Metabolomics analysis was performed by LSI Medience (Kamisu, Ibaraki, Japan). LC–MS was done using a LC system (HP1200; Agilent Technologies) equipped with a C18 column (2 µm, 50 mm × 2.0 mm ID, CAPCELL PAK C18 IF; Shiseido, Tokyo, Japan) coupled with an electrospray ionization quadrupole time-of-flight mass spectrometer (6520; Agilent Technologies). Solvent A was composed of 5 mM ammonium acetate aqueous solution, whereas solvent B was acetonitrile.
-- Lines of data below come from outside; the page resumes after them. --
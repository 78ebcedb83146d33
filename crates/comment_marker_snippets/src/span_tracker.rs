// crates/comment_marker_snippets/src/span_tracker.rs

use std::collections::HashMap;

use crate::diagnostic::Diagnostic;
use crate::marker_tag::MarkerName;

/// A resolved marker pair. Always `open_line < close_line` (1-based).
#[derive(Debug, Clone, PartialEq, Eq)]
pub struct MarkerSpan {
    pub name: MarkerName,
    pub open_line: usize,
    pub close_line: usize,
}

impl MarkerSpan {
    /// Zero-based indices of the body lines, marker lines excluded.
    pub fn body(&self) -> std::ops::Range<usize> {
        self.open_line..self.close_line - 1
    }
}

/// What one marker occurrence meant, decided by position alone.
#[derive(Debug, Clone, PartialEq, Eq)]
pub enum MarkerEvent {
    Open { name: MarkerName, line: usize },
    Close { name: MarkerName, line: usize },
    Duplicate { name: MarkerName, line: usize },
}

#[derive(Debug, Clone, Copy, PartialEq, Eq)]
enum MarkerState {
    Unopened,
    Open { line: usize },
    Closed { open: usize, close: usize },
}

/// Per-file automaton: the first occurrence of a name opens it, the second
/// closes it, any later one is a duplicate.
///
/// Distinct names never constrain each other, so nested and overlapping
/// spans of different names both resolve.
#[derive(Debug)]
pub struct SpanTracker {
    file_id: String,
    states: HashMap<MarkerName, MarkerState>,
    spans: Vec<MarkerSpan>,
    diagnostics: Vec<Diagnostic>,
    last_line: usize,
}

impl SpanTracker {
    pub fn new(file_id: &str) -> Self {
        SpanTracker {
            file_id: file_id.to_string(),
            states: HashMap::new(),
            spans: Vec::new(),
            diagnostics: Vec::new(),
            last_line: 0,
        }
    }

    /// Feeds one marker occurrence. Lines must be strictly increasing.
    pub fn observe(&mut self, name: MarkerName, line: usize) -> MarkerEvent {
        debug_assert!(line > self.last_line, "marker lines must be strictly increasing");
        self.last_line = line;

        let state = self.states.entry(name.clone()).or_insert(MarkerState::Unopened);
        match *state {
            MarkerState::Unopened => {
                *state = MarkerState::Open { line };
                MarkerEvent::Open { name, line }
            }
            MarkerState::Open { line: open } => {
                *state = MarkerState::Closed { open, close: line };
                self.spans.push(MarkerSpan {
                    name: name.clone(),
                    open_line: open,
                    close_line: line,
                });
                MarkerEvent::Close { name, line }
            }
            MarkerState::Closed { open, close } => {
                self.diagnostics
                    .push(Diagnostic::duplicate(&self.file_id, name.clone(), open, close, line));
                MarkerEvent::Duplicate { name, line }
            }
        }
    }

    /// Ends the file: every name still open becomes an unclosed diagnostic,
    /// appended after the duplicates in open-line order.
    pub fn finish(self) -> (Vec<MarkerSpan>, Vec<Diagnostic>) {
        let SpanTracker {
            file_id,
            states,
            spans,
            mut diagnostics,
            ..
        } = self;

        let mut unclosed: Vec<(MarkerName, usize)> = states
            .into_iter()
            .filter_map(|(name, state)| match state {
                MarkerState::Open { line } => Some((name, line)),
                MarkerState::Unopened | MarkerState::Closed { .. } => None,
            })
            .collect();
        unclosed.sort_by_key(|(_, line)| *line);

        diagnostics.extend(
            unclosed
                .into_iter()
                .map(|(name, line)| Diagnostic::unclosed(&file_id, name, line)),
        );
        (spans, diagnostics)
    }
}
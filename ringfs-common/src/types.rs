//! Core types for RingFS
//!
//! A file is cut into a fixed number of ordered chunks; every chunk lives on
//! a storage node as a blob named `<file>.<index>`.

use serde::{Deserialize, Serialize};
use std::fmt;

use crate::error::{Result, RingError};

/// Number of chunks a file is split into
pub const CHUNK_COUNT: usize = 4;

/// Distinct chunk indices that must be reachable for a file to be complete
pub const CHUNK_QUORUM: usize = 3;

/// Chunks each node is responsible for
pub const CHUNKS_PER_NODE: usize = 2;

/// Live nodes required before a store is attempted
pub const MIN_LIVE_NODES: usize = 3;

/// 1-based position of a chunk within its file
#[derive(Debug, Clone, Copy, PartialEq, Eq, PartialOrd, Ord, Hash, Serialize, Deserialize)]
pub struct ChunkIndex(u8);

impl ChunkIndex {
    /// Returns `None` unless `value` is in `1..=CHUNK_COUNT`
    pub fn new(value: u8) -> Option<Self> {
        if value >= 1 && value as usize <= CHUNK_COUNT {
            Some(Self(value))
        } else {
            None
        }
    }

    /// All chunk indices in ascending order
    pub fn all() -> impl Iterator<Item = ChunkIndex> {
        (1..=CHUNK_COUNT as u8).map(ChunkIndex)
    }

    pub fn get(self) -> u8 {
        self.0
    }

    /// Zero-based slot, handy for indexing `[_; CHUNK_COUNT]` arrays
    pub fn slot(self) -> usize {
        self.0 as usize - 1
    }

    /// The following index on the ring, wrapping the last chunk to the first
    pub fn next(self) -> Self {
        Self(self.0 % CHUNK_COUNT as u8 + 1)
    }
}

impl fmt::Display for ChunkIndex {
    fn fmt(&self, f: &mut fmt::Formatter<'_>) -> fmt::Result {
        write!(f, "{}", self.0)
    }
}

/// A storage node as listed in the static node configuration
#[derive(Debug, Clone, PartialEq, Eq, Hash, Serialize, Deserialize)]
pub struct NodeInfo {
    pub name: String,
    pub host: String,
    pub port: u16,
}

impl NodeInfo {
    pub fn new(name: impl Into<String>, host: impl Into<String>, port: u16) -> Self {
        Self {
            name: name.into(),
            host: host.into(),
            port,
        }
    }

    /// `host:port`, suitable for `TcpStream::connect`
    pub fn address(&self) -> String {
        format!("{}:{}", self.host, self.port)
    }
}

impl fmt::Display for NodeInfo {
    fn fmt(&self, f: &mut fmt::Formatter<'_>) -> fmt::Result {
        write!(f, "{} ({}:{})", self.name, self.host, self.port)
    }
}

/// Name of the blob holding chunk `index` of `file`
pub fn blob_name(file: &str, index: ChunkIndex) -> String {
    format!("{}.{}", file, index)
}

/// Split a blob name into its file name and chunk index.
///
/// Only an exact `.1` to `.4` suffix on a non-empty base is accepted.
pub fn parse_blob_name(name: &str) -> Option<(&str, ChunkIndex)> {
    let (base, suffix) = name.rsplit_once('.')?;
    if base.is_empty() || suffix.len() != 1 {
        return None;
    }
    let digit = suffix.as_bytes()[0];
    if !digit.is_ascii_digit() {
        return None;
    }
    ChunkIndex::new(digit - b'0').map(|index| (base, index))
}

/// Check that `name` is a bare file name usable as a blob prefix
pub fn validate_file_name(name: &str) -> Result<()> {
    let reason = if name.is_empty() {
        Some("name is empty")
    } else if name.starts_with('.') {
        Some("names starting with '.' are reserved")
    } else if name.contains(&['/', '\\'][..]) {
        Some("name contains a path separator")
    } else if name.contains(&['\0', '\n', '\r'][..]) {
        Some("name contains a control character")
    } else {
        None
    };

    match reason {
        Some(reason) => Err(RingError::InvalidFileName {
            name: name.to_string(),
            reason,
        }),
        None => Ok(()),
    }
}
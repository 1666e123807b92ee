use thiserror::Error;

/// Errors raised while framing or parsing node protocol traffic
#[derive(Error, Debug)]
pub enum ProtocolError {
    #[error("IO error: {0}")]
    Io(#[from] std::io::Error),

    #[error("Malformed header {line:?}: {reason}")]
    Malformed { line: String, reason: String },

    #[error("Header line exceeds {limit} bytes")]
    LineTooLong { limit: usize },

    #[error("Header line is not valid UTF-8")]
    InvalidUtf8,

    #[error("Stream ended in the middle of a header line")]
    UnterminatedLine,

    #[error("Stream ended with {missing} payload bytes outstanding")]
    Truncated { missing: u64 },

    #[error("Unexpected {got} while waiting for {expected}")]
    Unexpected { expected: &'static str, got: String },
}

impl ProtocolError {
    pub(crate) fn malformed(line: &str, reason: impl Into<String>) -> Self {
        ProtocolError::Malformed {
            line: line.to_string(),
            reason: reason.into(),
        }
    }

    /// True when the peer hung up or the transport failed, as opposed to a
    /// well-delivered but invalid message
    pub fn is_transport(&self) -> bool {
        matches!(
            self,
            ProtocolError::Io(_) | ProtocolError::UnterminatedLine | ProtocolError::Truncated { .. }
        )
    }
}

pub type Result<T> = std::result::Result<T, ProtocolError>;
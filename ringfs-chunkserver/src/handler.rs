//! Per-connection request handling.
//!
//! A connection carries exactly one request. The handler reads it, serves it
//! against the blob store and returns; dropping the stream closes the
//! connection whatever the outcome. Every read and write on the connection is
//! bounded by the I/O timeout, so a peer that stops reading or writing only
//! ties up its own connection.

use futures::{SinkExt, StreamExt};
use std::future::Future;
use std::time::Duration;
use tokio::io::{AsyncRead, AsyncReadExt, AsyncWrite};
use tokio::time::timeout;
use tokio_util::codec::Framed;
use tokio_util::io::ReaderStream;
use tracing::{debug, info, warn};

use ringfs_protocol::{Frame, ProtocolError, Request, Response, ServerCodec, MAX_PAYLOAD_BLOCK};

use crate::error::{ChunkServerError, Result};
use crate::storage::{BlobStore, BlobWriter};

type ServerFramed<S> = Framed<S, ServerCodec>;

/// Serve the single request carried by `stream`
pub async fn handle_connection<S>(
    stream: S,
    store: &dyn BlobStore,
    io_timeout: Duration,
) -> Result<()>
where
    S: AsyncRead + AsyncWrite + Unpin,
{
    let mut framed = Framed::new(stream, ServerCodec::new());

    let request = match next_frame(&mut framed, io_timeout, "request").await {
        Ok(Frame::Message(request)) => request,
        Ok(Frame::Payload(_)) => {
            let err = ChunkServerError::Storage("payload received before any request".to_string());
            reply(&mut framed, err.to_response(), io_timeout).await;
            return Err(err);
        }
        // Availability probes connect and hang up without a request
        Err(ChunkServerError::ConnectionClosed(_)) => {
            debug!("Peer closed the connection without a request");
            return Ok(());
        }
        Err(err) => {
            reply(&mut framed, err.to_response(), io_timeout).await;
            return Err(err);
        }
    };

    debug!("Serving {}", request);
    match request {
        Request::Enumerate => enumerate(&mut framed, store, io_timeout).await,
        Request::Store { name, length } => {
            store_blob(&mut framed, store, &name, length, io_timeout).await
        }
        Request::Fetch { name } => fetch_blob(&mut framed, store, &name, io_timeout).await,
    }
}

async fn enumerate<S>(
    framed: &mut ServerFramed<S>,
    store: &dyn BlobStore,
    io_timeout: Duration,
) -> Result<()>
where
    S: AsyncRead + AsyncWrite + Unpin,
{
    let names = match store.list().await {
        Ok(names) => names,
        Err(err) => {
            reply(framed, err.to_response(), io_timeout).await;
            return Err(err);
        }
    };

    let listing = async {
        framed.feed(Frame::Message(Response::Ok)).await?;
        for name in &names {
            framed.feed(Frame::Message(Response::Blob(name.clone()))).await?;
        }
        framed.send(Frame::Message(Response::End)).await
    };
    bounded(io_timeout, "listing to be read", listing).await?;

    debug!("Listed {} blobs", names.len());
    Ok(())
}

async fn store_blob<S>(
    framed: &mut ServerFramed<S>,
    store: &dyn BlobStore,
    name: &str,
    length: u64,
    io_timeout: Duration,
) -> Result<()>
where
    S: AsyncRead + AsyncWrite + Unpin,
{
    let mut writer = match store.create(name).await {
        Ok(writer) => writer,
        Err(err) => {
            reply(framed, err.to_response(), io_timeout).await;
            return Err(err);
        }
    };

    let acknowledged = bounded(
        io_timeout,
        "acknowledgement to be read",
        framed.send(Frame::Message(Response::Ok)),
    )
    .await;
    if let Err(err) = acknowledged {
        writer.abort().await;
        return Err(err);
    }

    if let Err(err) = receive_payload(framed, writer.as_mut(), length, io_timeout).await {
        writer.abort().await;
        reply(framed, Response::Failed, io_timeout).await;
        return Err(err);
    }

    match writer.commit().await {
        Ok(written) => {
            info!("Stored {} ({} bytes)", name, written);
            bounded(
                io_timeout,
                "store result to be read",
                framed.send(Frame::Message(Response::Success)),
            )
            .await
        }
        Err(err) => {
            reply(framed, Response::Failed, io_timeout).await;
            Err(err)
        }
    }
}

async fn receive_payload<S>(
    framed: &mut ServerFramed<S>,
    writer: &mut dyn BlobWriter,
    length: u64,
    io_timeout: Duration,
) -> Result<()>
where
    S: AsyncRead + AsyncWrite + Unpin,
{
    let mut received = 0u64;
    while received < length {
        match next_frame(framed, io_timeout, "payload").await? {
            Frame::Payload(block) => {
                writer.write(&block).await?;
                received += block.len() as u64;
            }
            Frame::Message(message) => {
                return Err(ProtocolError::Unexpected {
                    expected: "payload",
                    got: message.to_string(),
                }
                .into())
            }
        }
    }
    Ok(())
}

async fn fetch_blob<S>(
    framed: &mut ServerFramed<S>,
    store: &dyn BlobStore,
    name: &str,
    io_timeout: Duration,
) -> Result<()>
where
    S: AsyncRead + AsyncWrite + Unpin,
{
    let blob = match store.open(name).await {
        Ok(blob) => blob,
        Err(err @ ChunkServerError::BlobNotFound { .. }) => {
            debug!("{}", err);
            return bounded(
                io_timeout,
                "fetch result to be read",
                framed.send(Frame::Message(Response::NotFound)),
            )
            .await;
        }
        Err(err) => {
            reply(framed, err.to_response(), io_timeout).await;
            return Err(err);
        }
    };

    let length = blob.length;
    bounded(
        io_timeout,
        "fetch result to be read",
        framed.send(Frame::Message(Response::Data { length })),
    )
    .await?;

    let mut blocks = ReaderStream::with_capacity(blob.reader.take(length), MAX_PAYLOAD_BLOCK);
    let mut sent = 0u64;
    while let Some(block) = blocks.next().await {
        let block = block?;
        sent += block.len() as u64;
        bounded(io_timeout, "blob data to be read", framed.feed(Frame::Payload(block))).await?;
    }
    bounded(io_timeout, "blob data to be read", framed.flush()).await?;

    if sent != length {
        // The peer sees a truncated payload when the connection closes
        return Err(ChunkServerError::Storage(format!(
            "{} shrank while being sent: {} of {} bytes",
            name, sent, length
        )));
    }

    debug!("Sent {} ({} bytes)", name, sent);
    Ok(())
}

async fn next_frame<S>(
    framed: &mut ServerFramed<S>,
    io_timeout: Duration,
    waiting_for: &'static str,
) -> Result<Frame<Request>>
where
    S: AsyncRead + AsyncWrite + Unpin,
{
    match timeout(io_timeout, framed.next()).await {
        Err(_) => Err(ChunkServerError::Timeout(waiting_for)),
        Ok(None) => Err(ChunkServerError::ConnectionClosed(waiting_for)),
        Ok(Some(frame)) => Ok(frame?),
    }
}

/// Run a write on the connection, giving up once `io_timeout` elapses
async fn bounded<F>(io_timeout: Duration, waiting_for: &'static str, write: F) -> Result<()>
where
    F: Future<Output = std::result::Result<(), ProtocolError>>,
{
    match timeout(io_timeout, write).await {
        Err(_) => Err(ChunkServerError::Timeout(waiting_for)),
        Ok(result) => Ok(result?),
    }
}

/// Best-effort final response; the peer may already be gone
async fn reply<S>(framed: &mut ServerFramed<S>, response: Response, io_timeout: Duration)
where
    S: AsyncRead + AsyncWrite + Unpin,
{
    let sent = bounded(io_timeout, "response to be read", framed.send(Frame::Message(response)));
    if let Err(e) = sent.await {
        warn!("Failed to send response: {}", e);
    }
}
//! Main Chunk Server implementation
//!
//! Accepts connections and hands each one to its own task. Tasks share
//! nothing but the blob store, whose only state is the data directory.

use std::future::Future;
use std::net::SocketAddr;
use std::sync::Arc;
use tokio::net::TcpListener;
use tokio::sync::Semaphore;
use tracing::{debug, error, info, warn};

use crate::config::ChunkServerConfig;
use crate::error::{ChunkServerError, Result};
use crate::handler::handle_connection;
use crate::storage::{BlobStore, FileBlobStore};

/// A bound, not yet serving, chunk server
pub struct ChunkServer {
    /// Server configuration
    config: Arc<ChunkServerConfig>,

    /// Blob storage shared by all connection tasks
    store: Arc<dyn BlobStore>,

    listener: TcpListener,

    /// Limits the number of connections served at once
    connection_limit: Arc<Semaphore>,
}

impl ChunkServer {
    /// Prepare the data directory and bind the listener
    pub async fn bind(config: ChunkServerConfig) -> Result<Self> {
        config
            .validate()
            .map_err(|e| ChunkServerError::Config(e.to_string()))?;
        let addr = config
            .listen_addr()
            .map_err(|e| ChunkServerError::Config(e.to_string()))?;

        let store = FileBlobStore::open_dir(&config.data_dir).await?;
        Self::bind_with_store(config, addr, Arc::new(store)).await
    }

    /// Bind with a caller-supplied blob store
    pub async fn bind_with_store(
        config: ChunkServerConfig,
        addr: SocketAddr,
        store: Arc<dyn BlobStore>,
    ) -> Result<Self> {
        let listener = TcpListener::bind(addr).await.map_err(|e| {
            ChunkServerError::Config(format!("Failed to bind {}: {}", addr, e))
        })?;
        let connection_limit = Arc::new(Semaphore::new(config.max_connections));

        info!("Chunk server listening on {}", listener.local_addr()?);

        Ok(Self {
            config: Arc::new(config),
            store,
            listener,
            connection_limit,
        })
    }

    /// Address the listener is bound to
    pub fn local_addr(&self) -> Result<SocketAddr> {
        Ok(self.listener.local_addr()?)
    }

    pub fn config(&self) -> &ChunkServerConfig {
        &self.config
    }

    /// Serve connections until `shutdown` resolves
    pub async fn serve<F>(self, shutdown: F) -> Result<()>
    where
        F: Future<Output = ()>,
    {
        tokio::pin!(shutdown);
        let io_timeout = self.config.io_timeout();

        loop {
            let permit = tokio::select! {
                _ = &mut shutdown => break,
                permit = self.connection_limit.clone().acquire_owned() => {
                    permit.map_err(|_| {
                        ChunkServerError::Storage("connection limit closed".to_string())
                    })?
                }
            };

            let (stream, peer) = tokio::select! {
                _ = &mut shutdown => break,
                accepted = self.listener.accept() => match accepted {
                    Ok(accepted) => accepted,
                    Err(e) => {
                        warn!("Failed to accept connection: {}", e);
                        continue;
                    }
                },
            };

            debug!("Accepted connection from {}", peer);
            let store = self.store.clone();
            tokio::spawn(async move {
                if let Err(e) = handle_connection(stream, store.as_ref(), io_timeout).await {
                    error!("Request from {} failed: {}", peer, e);
                }
                drop(permit);
            });
        }

        info!("Chunk server on {} stopped accepting connections", self.local_addr()?);
        Ok(())
    }

    /// Serve connections forever
    pub async fn run(self) -> Result<()> {
        self.serve(std::future::pending()).await
    }
}

#[cfg(test)]
mod tests {
    use super::*;
    use tempfile::TempDir;
    use tokio::io::{AsyncReadExt, AsyncWriteExt};
    use tokio::net::TcpStream;

    fn test_config(temp_dir: &TempDir) -> ChunkServerConfig {
        ChunkServerConfig {
            data_dir: temp_dir.path().join("dfs1"),
            bind_address: "127.0.0.1".to_string(),
            port: 0,
            ..ChunkServerConfig::default()
        }
    }

    async fn exchange(addr: SocketAddr, request: &[u8]) -> String {
        let mut stream = TcpStream::connect(addr).await.unwrap();
        stream.write_all(request).await.unwrap();
        stream.shutdown().await.unwrap();
        let mut response = String::new();
        stream.read_to_string(&mut response).await.unwrap();
        response
    }

    #[tokio::test]
    async fn test_bind_creates_data_dir() {
        let temp_dir = TempDir::new().unwrap();
        let config = test_config(&temp_dir);
        let server = ChunkServer::bind(config.clone()).await.unwrap();

        assert!(config.data_dir.is_dir());
        assert_ne!(server.local_addr().unwrap().port(), 0);
    }

    #[tokio::test]
    async fn test_serves_requests_until_shutdown() {
        let temp_dir = TempDir::new().unwrap();
        let server = ChunkServer::bind(test_config(&temp_dir)).await.unwrap();
        let addr = server.local_addr().unwrap();

        let (stop_tx, stop_rx) = tokio::sync::oneshot::channel::<()>();
        let task = tokio::spawn(server.serve(async {
            let _ = stop_rx.await;
        }));

        assert_eq!(exchange(addr, b"STORE 3 a.1\nabc").await, "OK\nSUCCESS\n");
        assert_eq!(exchange(addr, b"ENUMERATE\n").await, "OK\nBLOB a.1\nEND\n");
        assert_eq!(exchange(addr, b"FETCH a.1\n").await, "DATA 3\nabc");
        assert_eq!(exchange(addr, b"FETCH b.1\n").await, "NOTFOUND\n");

        stop_tx.send(()).unwrap();
        task.await.unwrap().unwrap();
    }

    #[tokio::test]
    async fn test_bad_request_does_not_affect_others() {
        let temp_dir = TempDir::new().unwrap();
        let server = ChunkServer::bind(test_config(&temp_dir)).await.unwrap();
        let addr = server.local_addr().unwrap();
        tokio::spawn(server.run());

        // A slow peer holding a connection open must not block others
        let _idle = TcpStream::connect(addr).await.unwrap();

        let garbage = exchange(addr, b"\xff\xfe garbage\n").await;
        assert!(garbage.starts_with("ERROR"));

        assert_eq!(exchange(addr, b"ENUMERATE\n").await, "OK\nEND\n");
    }
}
Metabolites were eluted at a flow rate of 0.2 mL/min at 40 °C with a linear gradient of 10–90% solvent B over 10 min, followed by a further 5-min hold at 100% solvent B. The mass spectrometer was operated in positive and negative scan modes (m/z 60 to 1200) with a capillary voltage of 3500 V. The nebulizing gas pressure was 40 psi and the dry gas flow rate was 8 L/min at 350 °C. Ionic metabolites were measured in the positive mode of a CE-time-of-flight mass spectrometer (6520; Agilent Technologies). Metabolites were separated in a fused-silica capillary (50 µm i.d. × 100 cm total length; GL Science, Tokyo, Japan) filled with 1 mol/L of formic acid aqueous solution (cation mode), or 20 mM ammonium formate and 20 mM ammonium acetate aqueous solution (pH 10, anion mode) as the electrolyte. The sample solution was injected at 5 kPa for 15 s (~ 15 nL), and a voltage of 30 kV was applied. The capillary tray and sample tray were maintained at room temperature and at 5 °C, respectively. The sheath liquid was methanol/water (50% v/v) containing 5 mM ammonium acetate. The CE-time of flight mass spectrometer was operated in positive and negative scan modes (m/z 60–1200). The capillary voltage was set at 3500 V, and the nitrogen gas (heater temperature = 250 °C) flow rate was set at 10 L/min. The MS data file was converted to CSV format with csv convertor (Agilent Technologies). All peak positions (retention time and m/z) and areas were calculated by Markeranalysis (LSI Medience). All peak areas were aligned into one data sheet, and the errors of peak intensities were corrected by internal standards. Noise peaks were deleted by comparison with the peaks detected in blank samples. Metabolites were identified by comparing the retention time and m/z with the standard data set established by LSI Medience. Mean fold-change and the Student’s t-test were carried out for all detected peaks.